For a moment, the crone looked like she'd either burst into feathers or flames, and my heart pounded so hard the front of my shirt jiggled. Had I just insulted the
entire thunderbird way of life, surrounded by several dozen of their best specimens?

But then the old lady burst into harsh, cackling, dual-toned laughter, black eyes shining. “You are soft with foolish, sentimental ideologies, but that comes with youth. You will grow harder and smarter, if you are not ground beneath your enemy's boot. But if your people fight half as fiercely as you speak, your species might yet have a shot at survival.”

I exhaled heavily and felt both Jace and Marc relax on either side of me. Thank goodness my youth and foolish idealism amused her. They just pissed most people off.

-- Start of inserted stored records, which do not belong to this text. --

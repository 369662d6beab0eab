//! Protected-pattern detection.
//!
//! Some substrings must survive punctuation rewriting byte-for-byte: URLs,
//! email addresses, drive-letter paths, standard codes such as
//! `ISO 9001:2015`, and clock times. [`protect`] splits a text unit into plain
//! and protected segments; the rewriter only ever sees the plain ones.
//!
//! Protected spans are kept as tagged segments next to the text instead of
//! being swapped for sentinel characters, so no placeholder can collide with
//! real document content.

use regex::Regex;
use std::ops::Range;
use std::sync::OnceLock;

/// Class of a protected pattern, in detection order.
#[derive(Debug, Clone, Copy, PartialEq, Eq, Hash)]
pub enum PatternKind {
    /// `http`, `https` or `ftp` URL
    Url,
    /// Email address
    Email,
    /// Windows drive-letter path prefix (`C:\`)
    WindowsPath,
    /// Standard code with revision, e.g. `ISO 9001:2015`, `GB-50016:2014`
    StandardCode,
    /// `H:MM` or `H:MM:SS` not adjacent to other digits
    ClockTime,
}

impl PatternKind {
    /// All pattern classes in precedence order.
    pub const ALL: [PatternKind; 5] = [
        PatternKind::Url,
        PatternKind::Email,
        PatternKind::WindowsPath,
        PatternKind::StandardCode,
        PatternKind::ClockTime,
    ];

    /// Short lowercase name of the class.
    pub fn name(&self) -> &'static str {
        match self {
            PatternKind::Url => "url",
            PatternKind::Email => "email",
            PatternKind::WindowsPath => "windows_path",
            PatternKind::StandardCode => "standard_code",
            PatternKind::ClockTime => "clock_time",
        }
    }

    /// Byte ranges of all non-overlapping matches of this class in `text`.
    fn find_ranges(&self, text: &str) -> Vec<Range<usize>> {
        let patterns = patterns();
        let regex = match self {
            PatternKind::Url => &patterns.url,
            PatternKind::Email => &patterns.email,
            PatternKind::WindowsPath => &patterns.windows_path,
            PatternKind::StandardCode => &patterns.standard_code,
            PatternKind::ClockTime => return clock_time_ranges(&patterns.clock_time, text),
        };
        regex.find_iter(text).map(|m| m.range()).collect()
    }
}

struct Patterns {
    url: Regex,
    email: Regex,
    windows_path: Regex,
    standard_code: Regex,
    clock_time: Regex,
}

static PATTERNS: OnceLock<Patterns> = OnceLock::new();

fn patterns() -> &'static Patterns {
    PATTERNS.get_or_init(|| Patterns {
        url: Regex::new(r"(?:https?|ftp)://\S+").expect("Failed to compile URL regex"),
        email: Regex::new(r"[\w.+-]+@[\w-]+\.[\w.-]+").expect("Failed to compile email regex"),
        windows_path: Regex::new(r"[A-Za-z]:\\").expect("Failed to compile path regex"),
        standard_code: Regex::new(r"[A-Za-z]+[\s-]?\d+:\d{2,}")
            .expect("Failed to compile standard code regex"),
        // The time itself is group 1; the surrounding non-digit (or text edge)
        // stands in for lookaround, which the regex crate does not support.
        clock_time: Regex::new(r"(?:^|\D)(\d{1,2}:\d{2}(?::\d{2})?)(?:\D|$)")
            .expect("Failed to compile clock time regex"),
    })
}

fn clock_time_ranges(regex: &Regex, text: &str) -> Vec<Range<usize>> {
    let mut ranges = Vec::new();
    let mut at = 0;
    while at <= text.len() {
        let Some(time) = regex.captures_at(text, at).and_then(|caps| caps.get(1)) else {
            break;
        };
        ranges.push(time.range());
        // Resume right after the time so its trailing boundary character can
        // serve as the leading boundary of the next one.
        at = time.end();
    }
    ranges
}

/// A substring shielded from rewriting.
#[derive(Debug, Clone, PartialEq, Eq)]
pub struct ProtectedSpan {
    /// Which pattern class matched
    pub kind: PatternKind,
    /// Byte range in the source text
    pub range: Range<usize>,
    /// The original substring
    pub original: String,
}

/// One piece of a protected text unit.
#[derive(Debug, Clone, PartialEq, Eq)]
pub enum Segment {
    /// Rewritable text; `start` is its byte offset in the source text.
    Plain { start: usize, text: String },
    /// Text that must be restored verbatim.
    Protected(ProtectedSpan),
}

/// A text unit split into plain and protected segments.
#[derive(Debug, Clone, Default, PartialEq, Eq)]
pub struct ProtectedText {
    segments: Vec<Segment>,
}

impl ProtectedText {
    /// All segments in text order.
    pub fn segments(&self) -> &[Segment] {
        &self.segments
    }

    /// Protected spans in text order.
    pub fn spans(&self) -> impl Iterator<Item = &ProtectedSpan> {
        self.segments.iter().filter_map(|s| match s {
            Segment::Protected(span) => Some(span),
            Segment::Plain { .. } => None,
        })
    }

    /// Check if any span was protected.
    pub fn has_protected(&self) -> bool {
        self.spans().next().is_some()
    }

    /// Check if any plain segment contains a CJK ideograph.
    ///
    /// Protected spans do not count, even when an email local part happens to
    /// contain Chinese characters.
    pub fn plain_contains_cjk(&self) -> bool {
        self.segments.iter().any(|s| match s {
            Segment::Plain { text, .. } => super::rules::contains_cjk(text),
            Segment::Protected(_) => false,
        })
    }

    /// Rewrite every plain segment with `f`, leaving protected spans intact.
    ///
    /// The second argument tells `f` whether the segment ends the text unit.
    pub fn map_plain<F>(mut self, mut f: F) -> Self
    where
        F: FnMut(&str, bool) -> String,
    {
        let last = self.segments.len().saturating_sub(1);
        for (i, segment) in self.segments.iter_mut().enumerate() {
            if let Segment::Plain { text, .. } = segment {
                let rewritten = f(text.as_str(), i == last);
                *text = rewritten;
            }
        }
        self
    }

    /// Reassemble the text, putting every protected span back.
    pub fn restore(&self) -> String {
        self.segments
            .iter()
            .map(|s| match s {
                Segment::Plain { text, .. } => text.as_str(),
                Segment::Protected(span) => span.original.as_str(),
            })
            .collect()
    }
}

/// Split `text` into plain and protected segments.
///
/// Classes are detected in [`PatternKind::ALL`] order; each later class only
/// searches the plain text left over by earlier ones, so matches never
/// overlap.
pub fn protect(text: &str) -> ProtectedText {
    let mut segments = vec![Segment::Plain {
        start: 0,
        text: text.to_string(),
    }];

    for kind in PatternKind::ALL {
        segments = segments
            .into_iter()
            .flat_map(|segment| split_segment(segment, kind))
            .collect();
    }

    ProtectedText { segments }
}

/// Reassemble a protected text unit. Equivalent to [`ProtectedText::restore`].
pub fn restore(protected: &ProtectedText) -> String {
    protected.restore()
}

fn split_segment(segment: Segment, kind: PatternKind) -> Vec<Segment> {
    let (start, text) = match segment {
        Segment::Plain { start, text } => (start, text),
        protected => return vec![protected],
    };

    let ranges = kind.find_ranges(&text);
    if ranges.is_empty() {
        return vec![Segment::Plain { start, text }];
    }

    let mut out = Vec::with_capacity(ranges.len() * 2 + 1);
    let mut cursor = 0;
    for range in ranges {
        if range.start > cursor {
            out.push(Segment::Plain {
                start: start + cursor,
                text: text[cursor..range.start].to_string(),
            });
        }
        out.push(Segment::Protected(ProtectedSpan {
            kind,
            range: start + range.start..start + range.end,
            original: text[range.clone()].to_string(),
        }));
        cursor = range.end;
    }
    if cursor < text.len() {
        out.push(Segment::Plain {
            start: start + cursor,
            text: text[cursor..].to_string(),
        });
    }
    out
}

“Let's wrap this up,” Marc suggested softly, and I could not have agreed more.

“Okay, so that's basically it. Only kill the enemy, and only if he doesn't surrender. And
no eating the casualties.
We'll let you know when we're ready to go. It won't be long, but you have to wait for word from us.”

Speaking of which…

While the birds protested the rules with reactions ranging from strong frowns to angry clucking, I dug my cell from my pocket and held it up. “Does anyone here know how to work a cell phone?”
Or even what one is…?

Beck stepped out of the crowd, and I recognized him from the assault on our ranch as the bird who'd come to help Neve after she was shot. “I spoke on your father's phone. Is yours like his?”

“Yeah.” Fortunately, I hadn't yet upgraded to a smart-phone, and with fewer options on the device, there were fewer ways for the thunderbirds to mess this up. “Okay,
I'm going to leave my phone here with you guys, and we'll call you when we have a concrete plan.”

“Faythe, you can't leave your phone here,” Marc said, angling me away from the crowd.

Jace nodded before I could reply. “It isn't safe for any of us to be out of communication right now.”

I rolled my eyes at them both, already digging in my other pocket. “Relax.” I held up my father's phone, trying to swallow the lump in my throat. I felt guilty for claiming it—like I was taking another right I hadn't earned—but we couldn't afford the time for another flight to New Mexico just to tell the birds we were ready for them.

Jace grinned. “Good thinkin'.”

Even Marc looked impressed. Mostly. “What about the charger?”

I smiled and pulled it from my jacket pocket, unreasonably pleased with myself for having thought that far ahead. Fortunately, generators—and thus outlets—were among the few modern conveniences the birds used, mostly to provide light and heat.

I showed Beck how to use the phone—just the basics—then gave him a list of names that might appear on the screen when I called, just in case something went wrong with my dad's phone.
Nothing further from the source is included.